[Data supplied — start]
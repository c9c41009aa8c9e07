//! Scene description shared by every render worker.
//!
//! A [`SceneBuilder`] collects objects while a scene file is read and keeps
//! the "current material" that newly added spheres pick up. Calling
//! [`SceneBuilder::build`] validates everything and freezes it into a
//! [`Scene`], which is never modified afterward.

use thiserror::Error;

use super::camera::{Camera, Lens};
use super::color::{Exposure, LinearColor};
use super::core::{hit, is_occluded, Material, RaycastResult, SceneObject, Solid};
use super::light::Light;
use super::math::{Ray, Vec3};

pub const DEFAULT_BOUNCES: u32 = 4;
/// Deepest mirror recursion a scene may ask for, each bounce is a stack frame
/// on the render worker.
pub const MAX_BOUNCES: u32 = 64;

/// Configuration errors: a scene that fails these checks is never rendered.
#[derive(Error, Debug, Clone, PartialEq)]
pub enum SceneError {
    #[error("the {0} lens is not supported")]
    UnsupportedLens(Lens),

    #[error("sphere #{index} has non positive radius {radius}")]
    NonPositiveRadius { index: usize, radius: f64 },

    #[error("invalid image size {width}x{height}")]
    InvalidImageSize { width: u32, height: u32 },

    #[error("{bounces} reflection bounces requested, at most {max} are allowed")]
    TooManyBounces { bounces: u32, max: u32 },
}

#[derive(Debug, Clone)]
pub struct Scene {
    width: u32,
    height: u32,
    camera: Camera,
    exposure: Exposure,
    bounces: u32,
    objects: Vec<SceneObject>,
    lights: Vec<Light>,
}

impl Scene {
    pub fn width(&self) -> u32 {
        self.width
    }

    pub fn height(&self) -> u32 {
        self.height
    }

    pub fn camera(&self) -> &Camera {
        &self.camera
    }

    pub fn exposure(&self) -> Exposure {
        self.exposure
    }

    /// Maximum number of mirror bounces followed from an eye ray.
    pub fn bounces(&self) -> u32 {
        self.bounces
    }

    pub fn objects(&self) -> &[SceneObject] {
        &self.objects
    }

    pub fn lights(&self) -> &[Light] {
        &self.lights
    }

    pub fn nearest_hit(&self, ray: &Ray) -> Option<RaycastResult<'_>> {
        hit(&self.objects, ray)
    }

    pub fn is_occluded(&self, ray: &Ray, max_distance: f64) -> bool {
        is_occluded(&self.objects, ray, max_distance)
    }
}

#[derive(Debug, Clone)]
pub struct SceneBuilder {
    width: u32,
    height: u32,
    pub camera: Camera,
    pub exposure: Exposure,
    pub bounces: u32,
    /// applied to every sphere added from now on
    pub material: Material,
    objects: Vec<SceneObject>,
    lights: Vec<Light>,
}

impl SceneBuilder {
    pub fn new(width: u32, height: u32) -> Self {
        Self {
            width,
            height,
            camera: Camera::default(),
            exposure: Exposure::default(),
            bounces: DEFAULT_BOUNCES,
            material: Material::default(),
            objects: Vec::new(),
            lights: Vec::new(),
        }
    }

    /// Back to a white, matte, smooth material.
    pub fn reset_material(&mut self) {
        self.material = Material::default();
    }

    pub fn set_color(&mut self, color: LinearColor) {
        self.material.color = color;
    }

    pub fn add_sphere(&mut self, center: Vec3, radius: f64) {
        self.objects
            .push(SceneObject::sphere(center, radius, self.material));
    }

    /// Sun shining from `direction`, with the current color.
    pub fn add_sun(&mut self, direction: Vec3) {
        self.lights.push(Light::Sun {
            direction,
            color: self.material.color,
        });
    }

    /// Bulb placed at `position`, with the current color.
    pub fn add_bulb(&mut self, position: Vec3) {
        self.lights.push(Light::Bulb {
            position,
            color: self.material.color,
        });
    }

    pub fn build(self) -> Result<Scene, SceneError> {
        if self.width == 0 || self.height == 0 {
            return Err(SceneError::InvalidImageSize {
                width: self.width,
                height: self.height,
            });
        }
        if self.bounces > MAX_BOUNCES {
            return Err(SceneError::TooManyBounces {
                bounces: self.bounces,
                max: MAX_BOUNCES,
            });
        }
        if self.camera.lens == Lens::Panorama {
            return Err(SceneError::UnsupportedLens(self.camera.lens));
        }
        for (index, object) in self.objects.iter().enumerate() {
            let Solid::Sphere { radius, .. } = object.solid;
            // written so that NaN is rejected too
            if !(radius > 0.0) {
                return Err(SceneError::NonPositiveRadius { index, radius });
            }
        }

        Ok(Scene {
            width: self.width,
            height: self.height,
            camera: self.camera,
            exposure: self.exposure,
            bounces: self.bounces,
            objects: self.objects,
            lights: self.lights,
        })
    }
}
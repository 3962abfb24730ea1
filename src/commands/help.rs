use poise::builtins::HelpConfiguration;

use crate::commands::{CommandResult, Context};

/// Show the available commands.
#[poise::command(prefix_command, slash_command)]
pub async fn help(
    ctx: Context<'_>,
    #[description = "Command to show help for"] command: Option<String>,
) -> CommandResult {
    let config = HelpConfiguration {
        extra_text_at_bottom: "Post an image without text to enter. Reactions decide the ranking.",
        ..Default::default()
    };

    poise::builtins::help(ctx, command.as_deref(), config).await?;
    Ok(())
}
[Data supplied — finish]
* Required action *
Could you print, word for word, the line containing "repository 3962abfb24730ea1" and every line after it through the end of the records, and nothing else?

* Solution *
repository 3962abfb24730ea1
filename src/commands/help.rs
use poise::builtins::HelpConfiguration;

use crate::commands::{CommandResult, Context};

/// Show the available commands.
#[poise::command(prefix_command, slash_command)]
pub async fn help(
    ctx: Context<'_>,
    #[description = "Command to show help for"] command: Option<String>,
) -> CommandResult {
    let config = HelpConfiguration {
        extra_text_at_bottom: "Post an image without text to enter. Reactions decide the ranking.",
        ..Default::default()
    };

    poise::builtins::help(ctx, command.as_deref(), config).await?;
    Ok(())
}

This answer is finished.